- TASK STATEMENT: Below is a listing. Quote from it, exactly, the lines from the one containing "#[derive(Clone, PartialEq, Eq, Debug, Deserialize, Serialize)]" down to the one containing "use smol_str::SmolStr;", both ends included, and nothing else.

- PROVIDED MATERIAL:

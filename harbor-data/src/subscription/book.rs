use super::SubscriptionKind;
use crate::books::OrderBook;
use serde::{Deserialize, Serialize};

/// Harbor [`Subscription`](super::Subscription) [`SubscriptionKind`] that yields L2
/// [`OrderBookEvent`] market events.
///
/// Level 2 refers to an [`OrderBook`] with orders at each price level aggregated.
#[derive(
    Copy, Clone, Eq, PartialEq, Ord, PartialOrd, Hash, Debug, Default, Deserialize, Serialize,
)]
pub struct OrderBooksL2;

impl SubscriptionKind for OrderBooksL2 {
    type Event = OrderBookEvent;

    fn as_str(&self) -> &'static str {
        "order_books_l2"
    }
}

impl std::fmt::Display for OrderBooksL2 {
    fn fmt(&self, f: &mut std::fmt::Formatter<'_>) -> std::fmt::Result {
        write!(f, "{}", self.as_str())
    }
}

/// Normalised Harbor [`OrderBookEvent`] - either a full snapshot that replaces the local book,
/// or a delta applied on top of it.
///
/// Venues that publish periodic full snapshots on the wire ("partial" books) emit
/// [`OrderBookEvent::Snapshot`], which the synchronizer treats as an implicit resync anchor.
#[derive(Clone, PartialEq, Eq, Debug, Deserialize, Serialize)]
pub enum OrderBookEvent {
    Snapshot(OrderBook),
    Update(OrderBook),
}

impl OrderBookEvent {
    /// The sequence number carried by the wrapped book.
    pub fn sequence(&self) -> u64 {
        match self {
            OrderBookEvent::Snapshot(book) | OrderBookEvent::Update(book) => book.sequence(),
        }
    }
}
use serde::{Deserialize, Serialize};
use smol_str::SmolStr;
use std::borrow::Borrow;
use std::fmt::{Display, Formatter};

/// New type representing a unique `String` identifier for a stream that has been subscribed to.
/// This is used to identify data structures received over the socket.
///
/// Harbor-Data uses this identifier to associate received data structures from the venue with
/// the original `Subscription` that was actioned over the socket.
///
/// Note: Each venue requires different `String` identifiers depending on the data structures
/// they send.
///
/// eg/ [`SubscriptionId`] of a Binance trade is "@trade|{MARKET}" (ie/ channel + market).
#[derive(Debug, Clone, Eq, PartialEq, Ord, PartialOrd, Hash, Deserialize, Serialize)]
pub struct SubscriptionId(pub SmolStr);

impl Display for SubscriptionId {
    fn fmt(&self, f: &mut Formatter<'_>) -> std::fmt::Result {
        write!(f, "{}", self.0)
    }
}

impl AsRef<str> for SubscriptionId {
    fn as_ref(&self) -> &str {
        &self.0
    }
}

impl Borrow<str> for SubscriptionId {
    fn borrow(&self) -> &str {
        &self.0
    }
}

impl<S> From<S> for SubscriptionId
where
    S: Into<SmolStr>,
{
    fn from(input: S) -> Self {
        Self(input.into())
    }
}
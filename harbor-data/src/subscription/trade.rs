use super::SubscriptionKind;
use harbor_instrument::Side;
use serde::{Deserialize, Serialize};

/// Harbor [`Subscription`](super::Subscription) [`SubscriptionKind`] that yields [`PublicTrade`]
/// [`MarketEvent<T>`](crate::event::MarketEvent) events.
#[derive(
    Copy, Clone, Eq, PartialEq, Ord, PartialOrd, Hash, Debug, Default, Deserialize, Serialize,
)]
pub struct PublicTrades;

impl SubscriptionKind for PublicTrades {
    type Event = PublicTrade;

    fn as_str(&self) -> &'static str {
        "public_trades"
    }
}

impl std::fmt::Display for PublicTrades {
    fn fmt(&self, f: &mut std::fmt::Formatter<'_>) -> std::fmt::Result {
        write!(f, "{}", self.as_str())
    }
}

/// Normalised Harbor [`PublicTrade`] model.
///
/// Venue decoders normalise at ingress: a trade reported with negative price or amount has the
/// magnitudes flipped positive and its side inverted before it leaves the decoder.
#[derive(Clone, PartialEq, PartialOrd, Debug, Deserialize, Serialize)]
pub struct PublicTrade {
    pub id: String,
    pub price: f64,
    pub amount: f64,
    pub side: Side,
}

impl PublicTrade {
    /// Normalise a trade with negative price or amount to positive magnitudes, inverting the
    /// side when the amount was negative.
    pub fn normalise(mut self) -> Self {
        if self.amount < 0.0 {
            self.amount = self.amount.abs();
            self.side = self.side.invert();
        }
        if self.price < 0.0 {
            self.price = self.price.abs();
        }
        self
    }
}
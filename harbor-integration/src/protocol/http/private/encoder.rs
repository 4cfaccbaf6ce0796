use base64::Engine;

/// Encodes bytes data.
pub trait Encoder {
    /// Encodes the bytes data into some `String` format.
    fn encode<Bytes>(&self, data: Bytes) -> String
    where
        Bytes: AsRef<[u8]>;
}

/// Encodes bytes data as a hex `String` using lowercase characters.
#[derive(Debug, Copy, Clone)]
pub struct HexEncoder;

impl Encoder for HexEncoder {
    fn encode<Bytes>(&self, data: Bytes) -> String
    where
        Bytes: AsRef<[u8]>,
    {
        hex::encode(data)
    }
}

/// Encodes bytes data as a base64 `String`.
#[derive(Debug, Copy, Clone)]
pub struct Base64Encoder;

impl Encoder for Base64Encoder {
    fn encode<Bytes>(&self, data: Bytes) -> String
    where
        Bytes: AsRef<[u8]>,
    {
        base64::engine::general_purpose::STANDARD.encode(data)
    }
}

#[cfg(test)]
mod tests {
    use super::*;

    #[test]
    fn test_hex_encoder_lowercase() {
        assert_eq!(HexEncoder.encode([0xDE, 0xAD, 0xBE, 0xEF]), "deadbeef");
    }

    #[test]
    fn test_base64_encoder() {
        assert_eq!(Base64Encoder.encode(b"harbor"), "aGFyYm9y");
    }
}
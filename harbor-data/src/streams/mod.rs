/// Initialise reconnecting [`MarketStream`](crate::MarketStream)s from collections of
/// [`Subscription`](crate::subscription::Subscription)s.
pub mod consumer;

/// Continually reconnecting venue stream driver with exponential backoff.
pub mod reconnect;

- EXERCISE ANSWER:
#[derive(Clone, PartialEq, Eq, Debug, Deserialize, Serialize)]
pub enum OrderBookEvent {
    Snapshot(OrderBook),
    Update(OrderBook),
}

impl OrderBookEvent {
    /// The sequence number carried by the wrapped book.
    pub fn sequence(&self) -> u64 {
        match self {
            OrderBookEvent::Snapshot(book) | OrderBookEvent::Update(book) => book.sequence(),
        }
    }
}
use serde::{Deserialize, Serialize};
use smol_str::SmolStr;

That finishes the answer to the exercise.